Ainsi lorsqu’on dit qu’une étoile est dans tel ou tel signe du zodiaque, on n’entend pas par-là qu’elle est dans la constellation qui porte le même nom, mais dans la partie du zodiaque qui a gardé le nom de cette constellation. Voyez Signe, Etoile, &c.

M. Cassini a appellé zodiaque des cometes une grande bande céleste que la plupart des cometes n’ont pas passé. Cette bande est beaucoup plus large que le zodiaque des planetes, & renferme les constellations d’Antinous, de Pegase, d’Andromede, du Taureau, d’Orion, de la Canicule, de l’Hidre, du Centaure, du Scorpion & du Sagittaire. Au reste, on a reconnu qu’il n’y a point de zodiaque des cometes, ces corps étant indifféremment placés dans la vaste étendue des cieux. Voyez Comete. Chambers.

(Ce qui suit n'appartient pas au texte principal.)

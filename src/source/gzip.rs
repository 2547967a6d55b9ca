//! Gzip-compressed file source, read once to the end

use super::{closed_error, Source, SourceStat};
use async_trait::async_trait;
use flate2::read::MultiGzDecoder;
use std::fs::File;
use std::io::{self, Read};
use std::path::{Path, PathBuf};

/// A gzip file decompressed on the fly; end of file is final
pub struct GzipSource {
    decoder: Option<MultiGzDecoder<File>>,
    path: PathBuf,
    name: String,
}

impl GzipSource {
    /// Open the compressed file at `path`
    pub async fn open(path: impl AsRef<Path>) -> io::Result<Self> {
        let path = path.as_ref().to_path_buf();
        let opened = path.clone();
        let file = tokio::task::spawn_blocking(move || File::open(opened))
            .await
            .map_err(io::Error::other)??;

        Ok(Self {
            decoder: Some(MultiGzDecoder::new(file)),
            name: path.to_string_lossy().to_string(),
            path,
        })
    }
}

#[async_trait]
impl Source for GzipSource {
    async fn read(&mut self, buf: &mut [u8]) -> io::Result<usize> {
        let mut decoder = self.decoder.take().ok_or_else(|| closed_error(&self.name))?;
        let len = buf.len();

        let (decoder, result, chunk) = tokio::task::spawn_blocking(move || {
            let mut chunk = vec![0u8; len];
            let result = decoder.read(&mut chunk);
            (decoder, result, chunk)
        })
        .await
        .map_err(io::Error::other)?;

        self.decoder = Some(decoder);
        let n = result?;
        buf[..n].copy_from_slice(&chunk[..n]);
        Ok(n)
    }

    async fn close(&mut self) -> io::Result<()> {
        self.decoder.take();
        Ok(())
    }

    fn name(&self) -> &str {
        &self.name
    }

    async fn stat(&mut self) -> io::Result<SourceStat> {
        SourceStat::from_path(&self.path).await
    }

    fn continuable(&self) -> bool {
        false
    }
}
//! Configuration management for logtail

pub mod settings;

pub use settings::{
    Config, HarvesterConfig, JsonConfig, MultilineConfig, ReaderConfig, TailConfig,
};
//! Harvesters drive one reader pipeline each and forward its events
//!
//! A [`Harvester`] owns the [`Pipeline`] of a single source. It keeps the raw
//! resume offset of the source, strips a UTF-8 byte order mark from the very
//! first line, drops events rejected by its [`LineFilter`] and translates the
//! terminal errors of the pipeline into a [`HarvestOutcome`].
//!
//! The offset only moves past an event once the event was handed to the
//! channel; filtered and empty messages move it immediately.

pub mod filter;
pub mod registry;

use crate::config::{HarvesterConfig, ReaderConfig};
use crate::reader::{Pipeline, Reader};
use crate::source::Source;
use crate::types::Message;
use crate::{Error, Result};
use bytes::Buf;
use serde::Serialize;
use std::fmt;
use std::time::Duration;
use tokio::sync::mpsc;
use tokio::task::JoinHandle;
use tokio_util::sync::CancellationToken;
use tracing::{debug, info, warn};
use uuid::Uuid;

pub use filter::LineFilter;
pub use registry::{Registry, RegistryGuard};

const UTF8_BOM: &[u8] = b"\xEF\xBB\xBF";

/// A message ready for publishing, with the offset to persist once it is acknowledged
#[derive(Debug, Clone, Serialize)]
pub struct Event {
    /// Harvester that produced the event
    pub harvester: Uuid,
    /// Name of the source
    pub source: String,
    /// Raw offset just past the bytes of this event
    pub offset: u64,
    /// The event itself
    pub message: Message,
}

/// Why a harvester stopped
#[derive(Debug)]
pub enum HarvestOutcome {
    /// The source has no more data
    Eof,
    /// The file shrank; harvesting must restart at offset 0
    Truncated,
    /// The path now names a different file
    Renamed,
    /// The path was removed
    Removed,
    /// No data arrived within close_inactive
    Inactive,
    /// Stopped from the outside or the receiver went away
    Closed,
    /// The harvester ran for longer than close_timeout
    CloseTimeout,
    /// Any other failure
    Failed(Error),
}

impl HarvestOutcome {
    /// Offset a new harvester of the same file should start from
    pub fn resume_offset(&self, offset: u64) -> u64 {
        match self {
            HarvestOutcome::Truncated => 0,
            _ => offset,
        }
    }

    /// Returns true for [`HarvestOutcome::Failed`]
    pub fn is_failure(&self) -> bool {
        matches!(self, HarvestOutcome::Failed(_))
    }
}

impl From<Error> for HarvestOutcome {
    fn from(err: Error) -> Self {
        match err {
            Error::Eof => HarvestOutcome::Eof,
            Error::Truncated => HarvestOutcome::Truncated,
            Error::Renamed => HarvestOutcome::Renamed,
            Error::Removed => HarvestOutcome::Removed,
            Error::Inactive => HarvestOutcome::Inactive,
            Error::Closed => HarvestOutcome::Closed,
            other => HarvestOutcome::Failed(other),
        }
    }
}

impl fmt::Display for HarvestOutcome {
    fn fmt(&self, f: &mut fmt::Formatter<'_>) -> fmt::Result {
        match self {
            HarvestOutcome::Eof => write!(f, "end of file"),
            HarvestOutcome::Truncated => write!(f, "truncated"),
            HarvestOutcome::Renamed => write!(f, "renamed"),
            HarvestOutcome::Removed => write!(f, "removed"),
            HarvestOutcome::Inactive => write!(f, "inactive"),
            HarvestOutcome::Closed => write!(f, "closed"),
            HarvestOutcome::CloseTimeout => write!(f, "close timeout"),
            HarvestOutcome::Failed(err) => write!(f, "failed: {}", err),
        }
    }
}

/// Summary returned when a harvester stops
#[derive(Debug)]
pub struct HarvestReport {
    /// Harvester id
    pub id: Uuid,
    /// Name of the source
    pub source: String,
    /// Why harvesting stopped
    pub outcome: HarvestOutcome,
    /// Raw offset after the last consumed byte
    pub offset: u64,
    /// Number of events forwarded
    pub events: u64,
}

impl HarvestReport {
    /// Offset a new harvester of the same file should start from
    pub fn resume_offset(&self) -> u64 {
        self.outcome.resume_offset(self.offset)
    }
}

/// Reads one source until it reaches a terminal condition
pub struct Harvester {
    id: Uuid,
    pipeline: Pipeline,
    offset: u64,
    filter: LineFilter,
    close_timeout: Option<Duration>,
    cancel: CancellationToken,
    guard: Option<RegistryGuard>,
}

impl Harvester {
    /// Open a harvester over `source`, resuming at raw byte `offset`.
    ///
    /// Line filters are compiled before the pipeline is built, so an invalid
    /// pattern fails without touching the source.
    pub async fn open(
        source: Box<dyn Source>,
        reader: &ReaderConfig,
        harvester: &HarvesterConfig,
        offset: u64,
    ) -> Result<Self> {
        let filter = LineFilter::from_config(harvester)?;
        let cancel = CancellationToken::new();
        let pipeline = Pipeline::open(source, reader, offset, cancel.clone()).await?;

        Ok(Self {
            id: Uuid::new_v4(),
            offset: pipeline.offset(),
            pipeline,
            filter,
            close_timeout: harvester.close_timeout(),
            cancel,
            guard: None,
        })
    }

    /// Claim the source in `registry` for as long as this harvester lives
    pub fn register(mut self, registry: &Registry) -> Result<Self> {
        let guard = registry.register(self.pipeline.name(), self.id, self.cancel.clone())?;
        self.guard = Some(guard);
        Ok(self)
    }

    /// Harvester id
    pub fn id(&self) -> Uuid {
        self.id
    }

    /// Name of the source
    pub fn source(&self) -> &str {
        self.pipeline.name()
    }

    /// Current raw offset
    pub fn offset(&self) -> u64 {
        self.offset
    }

    /// Token that stops this harvester when cancelled
    pub fn cancel_token(&self) -> CancellationToken {
        self.cancel.clone()
    }

    /// Run on a new task
    pub fn spawn(self, tx: mpsc::Sender<Event>) -> JoinHandle<HarvestReport> {
        tokio::spawn(self.run(tx))
    }

    /// Forward events to `tx` until the pipeline ends or close_timeout elapses
    pub async fn run(mut self, tx: mpsc::Sender<Event>) -> HarvestReport {
        let source = self.pipeline.name().to_string();
        info!(
            harvester = %self.id,
            source = %source,
            offset = self.offset,
            encoding = self.pipeline.encoding(),
            "harvester started"
        );

        // Cancelling the token unblocks the pipeline wherever it waits
        let timer = self.close_timeout.map(|limit| {
            let cancel = self.cancel.clone();
            tokio::spawn(async move {
                tokio::select! {
                    _ = tokio::time::sleep(limit) => {
                        cancel.cancel();
                        true
                    }
                    _ = cancel.cancelled() => false,
                }
            })
        });

        let mut events = 0;
        let outcome = loop {
            let (message, cause) = match self.pipeline.next().await {
                Ok(message) => (Some(message), None),
                Err(err) => {
                    let (partial, cause) = err.into_parts();
                    (partial, Some(cause))
                }
            };

            if let Some(message) = message {
                match self.forward(message, &tx).await {
                    Ok(true) => events += 1,
                    Ok(false) => {}
                    Err(err) => break HarvestOutcome::from(err),
                }
            }
            if let Some(cause) = cause {
                break HarvestOutcome::from(cause);
            }
        };

        let outcome = match timer {
            Some(timer) => {
                timer.abort();
                match (outcome, timer.await) {
                    (HarvestOutcome::Closed, Ok(true)) => {
                        info!(source = %source, "close_timeout reached");
                        HarvestOutcome::CloseTimeout
                    }
                    (outcome, _) => outcome,
                }
            }
            None => outcome,
        };

        if let Err(err) = self.pipeline.close().await {
            warn!(source = %source, error = %err, "failed to close source");
        }

        match &outcome {
            HarvestOutcome::Failed(err) => {
                warn!(harvester = %self.id, source = %source, error = %err, "harvester failed")
            }
            outcome => info!(
                harvester = %self.id,
                source = %source,
                offset = self.offset,
                events,
                outcome = %outcome,
                "harvester stopped"
            ),
        }

        HarvestReport {
            id: self.id,
            source,
            outcome,
            offset: self.offset,
            events,
        }
    }

    /// Publish `message` and advance the offset past it. Returns false if
    /// there was nothing to publish.
    async fn forward(&mut self, mut message: Message, tx: &mpsc::Sender<Event>) -> Result<bool> {
        if self.offset == 0 && message.content.starts_with(UTF8_BOM) {
            message.content.advance(UTF8_BOM.len());
        }
        let offset = self.offset + message.bytes as u64;

        if message.is_empty() {
            self.offset = offset;
            return Ok(false);
        }
        if !self.filter.accepts(&message.content) {
            debug!(source = self.pipeline.name(), offset, "dropping filtered line");
            self.offset = offset;
            return Ok(false);
        }

        let event = Event {
            harvester: self.id,
            source: self.pipeline.name().to_string(),
            offset,
            message,
        };

        tokio::select! {
            sent = tx.send(event) => sent.map_err(|_| Error::Closed)?,
            _ = self.cancel.cancelled() => return Err(Error::Closed),
        }
        self.offset = offset;
        Ok(true)
    }
}
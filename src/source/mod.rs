//! Byte sources the tailing reader can follow
//!
//! A [`Source`] is a raw byte stream plus enough metadata (name, stat, identity)
//! for the tailing reader to tell a growing file from a truncated, renamed or
//! removed one.

pub mod file;
#[cfg(feature = "compression")]
pub mod gzip;
pub mod stream;

use async_trait::async_trait;
use std::fs::Metadata;
use std::io::{self, SeekFrom};
use std::path::Path;
use std::time::SystemTime;

pub use file::FileSource;
#[cfg(feature = "compression")]
pub use gzip::GzipSource;
pub use stream::{StdinSource, StreamSource};

/// Identity of a file that is stable across renames.
///
/// On Unix this is the device ID plus inode number.
#[derive(Debug, Clone, Copy, PartialEq, Eq, Hash)]
pub struct FileId {
    dev: u64,
    ino: u64,
}

impl FileId {
    /// Create a FileId from raw device and inode values
    pub fn new(dev: u64, ino: u64) -> Self {
        Self { dev, ino }
    }

    /// Identity of the file described by `metadata`
    #[cfg(unix)]
    pub fn from_metadata(metadata: &Metadata) -> Option<Self> {
        use std::os::unix::fs::MetadataExt;

        Some(Self::new(metadata.dev(), metadata.ino()))
    }

    /// Identity of the file described by `metadata`
    #[cfg(not(unix))]
    pub fn from_metadata(_metadata: &Metadata) -> Option<Self> {
        None
    }
}

impl std::fmt::Display for FileId {
    fn fmt(&self, f: &mut std::fmt::Formatter<'_>) -> std::fmt::Result {
        write!(f, "{}:{}", self.dev, self.ino)
    }
}

/// Snapshot of a source's size and identity
#[derive(Debug, Clone, PartialEq, Eq)]
pub struct SourceStat {
    /// Size in bytes
    pub size: u64,
    /// Last modification time, if known
    pub modified: Option<SystemTime>,
    /// Stable identity, if the platform provides one
    pub id: Option<FileId>,
}

impl From<&Metadata> for SourceStat {
    fn from(metadata: &Metadata) -> Self {
        Self {
            size: metadata.len(),
            modified: metadata.modified().ok(),
            id: FileId::from_metadata(metadata),
        }
    }
}

impl SourceStat {
    /// Stat whatever file `path` currently resolves to
    pub async fn from_path(path: impl AsRef<Path>) -> io::Result<Self> {
        let metadata = tokio::fs::metadata(path).await?;
        Ok(Self::from(&metadata))
    }

    /// Returns true if both stats describe the same underlying file
    pub fn same_file(&self, other: &SourceStat) -> bool {
        match (self.id, other.id) {
            (Some(a), Some(b)) => a == b,
            _ => true,
        }
    }
}

/// A raw byte stream consumed by the tailing reader
#[async_trait]
pub trait Source: Send {
    /// Read up to `buf.len()` bytes; `Ok(0)` means end of the current data
    async fn read(&mut self, buf: &mut [u8]) -> io::Result<usize>;

    /// Release the underlying handle
    async fn close(&mut self) -> io::Result<()>;

    /// Name of the source, the path for files
    fn name(&self) -> &str;

    /// Stat the open handle
    async fn stat(&mut self) -> io::Result<SourceStat>;

    /// Whether end of file only means "no data yet"
    fn continuable(&self) -> bool;

    /// Reposition the read cursor; unsupported by default
    async fn seek(&mut self, _pos: SeekFrom) -> io::Result<u64> {
        Err(io::Error::new(
            io::ErrorKind::Unsupported,
            format!("{} is not seekable", self.name()),
        ))
    }
}

pub(crate) fn closed_error(name: &str) -> io::Error {
    io::Error::new(io::ErrorKind::BrokenPipe, format!("{} is closed", name))
}
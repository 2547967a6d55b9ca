//! Configuration structures for logtail

use crate::{Error, Result};
use serde::{Deserialize, Serialize};
use std::path::Path;
use std::time::Duration;

/// Top level configuration file
#[derive(Debug, Clone, Default, Serialize, Deserialize)]
#[serde(default)]
pub struct Config {
    /// Reader pipeline settings
    pub reader: ReaderConfig,
    /// Harvester settings
    pub harvester: HarvesterConfig,
}

/// Settings for one reader pipeline
#[derive(Debug, Clone, Serialize, Deserialize)]
#[serde(default)]
pub struct ReaderConfig {
    /// Encoding name, empty for plain
    pub encoding: String,
    /// Size of a single raw read
    pub buffer_size: usize,
    /// Maximum number of bytes a single event may hold
    pub max_bytes: usize,
    /// Tailing behaviour
    pub tail: TailConfig,
    /// Multiline grouping, disabled when absent
    pub multiline: Option<MultilineConfig>,
    /// JSON unwrapping, disabled when absent
    pub json: Option<JsonConfig>,
}

/// Backoff and close conditions of the tailing reader
#[derive(Debug, Clone, Serialize, Deserialize)]
#[serde(default)]
pub struct TailConfig {
    /// Initial wait after reaching end of file, in milliseconds
    pub backoff_ms: u64,
    /// Multiplier applied to the wait after every empty read
    pub backoff_factor: u32,
    /// Upper bound of the wait, in milliseconds
    pub max_backoff_ms: u64,
    /// Close the source after this many seconds without new data, 0 disables
    pub close_inactive_secs: u64,
    /// Close when the path no longer exists
    pub close_removed: bool,
    /// Close when the path points at a different file
    pub close_renamed: bool,
    /// Close as soon as end of file is reached
    pub close_eof: bool,
}

/// Multiline grouping settings
#[derive(Debug, Clone, Serialize, Deserialize)]
#[serde(default)]
pub struct MultilineConfig {
    /// Regular expression deciding line continuation
    pub pattern: String,
    /// Invert the pattern match
    pub negate: bool,
    /// Match against the current line (`after`) or the previous one (`before`)
    #[serde(rename = "match")]
    pub match_mode: String,
    /// Maximum number of lines folded into one event
    pub max_lines: usize,
    /// Pattern that ends the current event immediately
    pub flush_pattern: Option<String>,
    /// Flush a pending event after this many milliseconds without input, 0 disables
    pub timeout_ms: u64,
}

/// JSON unwrapping settings
#[derive(Debug, Clone, Default, Serialize, Deserialize)]
#[serde(default)]
pub struct JsonConfig {
    /// Key whose string value replaces the content
    pub message_key: String,
    /// Place decoded keys at the top of the fields instead of under `json`
    pub keys_under_root: bool,
    /// Let decoded keys replace fields that already exist
    pub overwrite_keys: bool,
    /// Attach an `error` field when decoding fails
    pub add_error_key: bool,
}

/// Harvester settings
#[derive(Debug, Clone, Serialize, Deserialize)]
#[serde(default)]
pub struct HarvesterConfig {
    /// Maximum number of concurrently running harvesters, 0 for unlimited
    pub harvester_limit: usize,
    /// Capacity of the event channel towards the publisher
    pub channel_size: usize,
    /// Publish only events matching one of these patterns, empty for all
    pub include_lines: Vec<String>,
    /// Drop events matching any of these patterns
    pub exclude_lines: Vec<String>,
    /// Stop a harvester after this many seconds regardless of activity, 0 disables
    pub close_timeout_secs: u64,
}

impl Default for ReaderConfig {
    fn default() -> Self {
        Self {
            encoding: "plain".to_string(),
            buffer_size: 16 * 1024,
            max_bytes: 10 * 1024 * 1024, // 10MB
            tail: TailConfig::default(),
            multiline: None,
            json: None,
        }
    }
}

impl Default for TailConfig {
    fn default() -> Self {
        Self {
            backoff_ms: 1000,
            backoff_factor: 2,
            max_backoff_ms: 10_000,
            close_inactive_secs: 300,
            close_removed: true,
            close_renamed: false,
            close_eof: false,
        }
    }
}

impl Default for MultilineConfig {
    fn default() -> Self {
        Self {
            pattern: String::new(),
            negate: false,
            match_mode: "after".to_string(),
            max_lines: 500,
            flush_pattern: None,
            timeout_ms: 5000,
        }
    }
}

impl Default for HarvesterConfig {
    fn default() -> Self {
        Self {
            harvester_limit: 0,
            channel_size: 1024,
            include_lines: Vec::new(),
            exclude_lines: Vec::new(),
            close_timeout_secs: 0,
        }
    }
}

impl TailConfig {
    /// Initial backoff
    pub fn backoff(&self) -> Duration {
        Duration::from_millis(self.backoff_ms)
    }

    /// Backoff ceiling
    pub fn max_backoff(&self) -> Duration {
        Duration::from_millis(self.max_backoff_ms)
    }

    /// Inactivity limit, if enabled
    pub fn close_inactive(&self) -> Option<Duration> {
        (self.close_inactive_secs > 0).then(|| Duration::from_secs(self.close_inactive_secs))
    }

    /// Validate configuration
    pub fn validate(&self) -> Result<()> {
        if self.backoff_ms == 0 {
            return Err(Error::Config("backoff must be greater than zero".to_string()));
        }
        if self.backoff_factor == 0 {
            return Err(Error::Config("backoff_factor must be at least 1".to_string()));
        }
        if self.max_backoff_ms < self.backoff_ms {
            return Err(Error::Config("max_backoff cannot be smaller than backoff".to_string()));
        }
        Ok(())
    }
}

impl MultilineConfig {
    /// Flush timeout, if enabled
    pub fn timeout(&self) -> Option<Duration> {
        (self.timeout_ms > 0).then(|| Duration::from_millis(self.timeout_ms))
    }
}

impl HarvesterConfig {
    /// Lifetime limit of a harvester, if enabled
    pub fn close_timeout(&self) -> Option<Duration> {
        (self.close_timeout_secs > 0).then(|| Duration::from_secs(self.close_timeout_secs))
    }
}

impl ReaderConfig {
    /// Validate configuration.
    ///
    /// Encoding names and multiline patterns are checked when a pipeline is built.
    pub fn validate(&self) -> Result<()> {
        if self.buffer_size == 0 {
            return Err(Error::Config("buffer_size must be greater than zero".to_string()));
        }
        if self.max_bytes == 0 {
            return Err(Error::Config("max_bytes must be greater than zero".to_string()));
        }
        if let Some(multiline) = &self.multiline {
            if multiline.pattern.is_empty() {
                return Err(Error::Config("multiline pattern cannot be empty".to_string()));
            }
        }
        self.tail.validate()
    }
}

impl Config {
    /// Load configuration from TOML file
    pub fn from_file<P: AsRef<Path>>(path: P) -> Result<Self> {
        let content = std::fs::read_to_string(path)
            .map_err(|e| Error::Config(format!("Failed to read config file: {}", e)))?;

        let config: Config = toml::from_str(&content)
            .map_err(|e| Error::Config(format!("Failed to parse config: {}", e)))?;

        config.validate()?;
        Ok(config)
    }

    /// Validate configuration
    pub fn validate(&self) -> Result<()> {
        if self.harvester.channel_size == 0 {
            return Err(Error::Config("channel_size must be greater than zero".to_string()));
        }
        self.reader.validate()
    }
}
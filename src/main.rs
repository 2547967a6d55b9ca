//! logtail binary
//!
//! Follows a single file (or stdin) through the reader pipeline and prints
//! every event as a JSON line on stdout.

use clap::Parser;
use logtail::config::{Config, MultilineConfig};
use logtail::harvester::{Harvester, HarvestOutcome, Registry};
use logtail::source::{FileSource, Source, StdinSource};
use std::io::Write;
use std::path::{Path, PathBuf};
use tokio::sync::mpsc;
use tracing::{error, info};

#[derive(Parser)]
#[command(name = "logtail")]
#[command(about = "Follow a log file and print its events as JSON lines")]
#[command(version)]
struct Args {
    /// File to follow
    #[arg(required_unless_present = "stdin", conflicts_with = "stdin")]
    path: Option<PathBuf>,

    /// Read from standard input instead of a file
    #[arg(long)]
    stdin: bool,

    /// Configuration file path
    #[arg(short, long, default_value = "config/logtail.toml")]
    config: PathBuf,

    /// Encoding of the source
    #[arg(short, long)]
    encoding: Option<String>,

    /// Raw byte offset to resume from
    #[arg(long, default_value_t = 0)]
    offset: u64,

    /// Group lines into events with this pattern
    #[arg(long)]
    multiline_pattern: Option<String>,

    /// Multiline match mode (`after` or `before`)
    #[arg(long, default_value = "after")]
    multiline_match: String,

    /// Invert the multiline pattern
    #[arg(long)]
    multiline_negate: bool,

    /// Stop at end of file instead of waiting for more data
    #[arg(long)]
    close_eof: bool,

    /// Only print lines matching this pattern (repeatable)
    #[arg(long = "include")]
    include_lines: Vec<String>,

    /// Drop lines matching this pattern (repeatable)
    #[arg(long = "exclude")]
    exclude_lines: Vec<String>,

    /// Enable verbose logging
    #[arg(short, long)]
    verbose: bool,
}

#[tokio::main]
async fn main() -> Result<(), Box<dyn std::error::Error>> {
    let args = Args::parse();

    // stdout carries events, so diagnostics go to stderr
    let subscriber = tracing_subscriber::fmt()
        .with_env_filter(if args.verbose {
            "logtail=debug,info"
        } else {
            "logtail=info,warn,error"
        })
        .with_target(false)
        .with_writer(std::io::stderr)
        .finish();

    tracing::subscriber::set_global_default(subscriber)?;

    info!("Starting logtail v{}", env!("CARGO_PKG_VERSION"));

    let mut config = if args.config.exists() {
        Config::from_file(&args.config)?
    } else {
        info!("Config file not found, using defaults");
        Config::default()
    };

    // Override config with CLI arguments
    if let Some(encoding) = args.encoding {
        config.reader.encoding = encoding;
    }
    if let Some(pattern) = args.multiline_pattern {
        let multiline = config.reader.multiline.get_or_insert_with(MultilineConfig::default);
        multiline.pattern = pattern;
        multiline.match_mode = args.multiline_match;
        multiline.negate = args.multiline_negate;
    }
    if args.close_eof {
        config.reader.tail.close_eof = true;
    }
    if !args.include_lines.is_empty() {
        config.harvester.include_lines = args.include_lines;
    }
    if !args.exclude_lines.is_empty() {
        config.harvester.exclude_lines = args.exclude_lines;
    }

    config.validate()?;

    let source: Box<dyn Source> = match &args.path {
        Some(path) => open_file(path).await?,
        None => Box::new(StdinSource::stdin()),
    };

    let registry = Registry::new(config.harvester.harvester_limit);
    let harvester = Harvester::open(source, &config.reader, &config.harvester, args.offset)
        .await?
        .register(&registry)?;

    let cancel = harvester.cancel_token();
    tokio::spawn(async move {
        match tokio::signal::ctrl_c().await {
            Ok(()) => {
                info!("Shutdown signal received");
                cancel.cancel();
            }
            Err(e) => error!("Failed to listen for shutdown signal: {}", e),
        }
    });

    let (tx, mut rx) = mpsc::channel(config.harvester.channel_size);
    let handle = harvester.spawn(tx);

    let stdout = std::io::stdout();
    while let Some(event) = rx.recv().await {
        let line = serde_json::to_string(&event)?;
        let mut out = stdout.lock();
        writeln!(out, "{}", line)?;
        out.flush()?;
    }

    let report = handle.await?;
    info!(
        "Harvester stopped: {} at offset {} (resume from {}), {} events",
        report.outcome,
        report.offset,
        report.resume_offset(),
        report.events
    );

    if let HarvestOutcome::Failed(e) = report.outcome {
        error!("Harvesting {} failed: {}", report.source, e);
        std::process::exit(1);
    }

    Ok(())
}

async fn open_file(path: &Path) -> Result<Box<dyn Source>, Box<dyn std::error::Error>> {
    #[cfg(feature = "compression")]
    if path.extension().is_some_and(|ext| ext == "gz") {
        return Ok(Box::new(logtail::source::GzipSource::open(path).await?));
    }

    Ok(Box::new(FileSource::open(path).await?))
}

Zodiaque, (Littér.) M. Pluche, auteur de l’histoire du ciel, fait remonter jusqu’au voisinage du déluge de Noé & jusqu’au tems où l’Egypte n’étoit point encore habitée, l’institution du zodiaque sous la même forme qu’il conserve aujourd’hui parmi nous, & il tâche d’établir que les premiers hommes arrivés en Egypte y apporterent de la Chaldée le même zodiaque, dont les Egyptiens, les Grecs & les Latins se sont servis, & dont nous nous servons nous-mêmes. Comme il semble poser ce principe pour fondement de son système sur les années égyptiennes & sur les antiquités de l’Egypte en général, en déclarant d’avance que s’il y a quelque chose de solide dans son ouvrage, il en est redevable à cette explication du zodiaque, nous croyons pouvoir transcrire ici l’examen qu’en a fait M. de la Nauze.

Macrobe cherchant les raisons de la dénomination donnée aux signes du Cancer & du Capricorne, avoit dit qu’à l’exemple de l’Ecrevisse qui marche à reculons, le Soleil arrivé au Cancer rétrograde & descend obliquement ; & de l’exemple de la Chevre qui en broutant gagne les hauteurs, le Soleil parvenu au Capricorne commence à remonter vers nous. Sur ce plan d’analogie, l’écrivain de l’histoire du ciel imagine à son tour la dénomination des autres signes, & il prétend que les instituteurs du zodiaque ont réellement voulu marquer la saison des agneaux par le Bélier à l’équinoxe du printems, l’égalité des jours & des nuits par la Balance à l’équinoxe d’automne, le tems de la moisson par la Vierge tenant un épi, le tems des pluies d’hiver par le Verseau, ainsi du reste.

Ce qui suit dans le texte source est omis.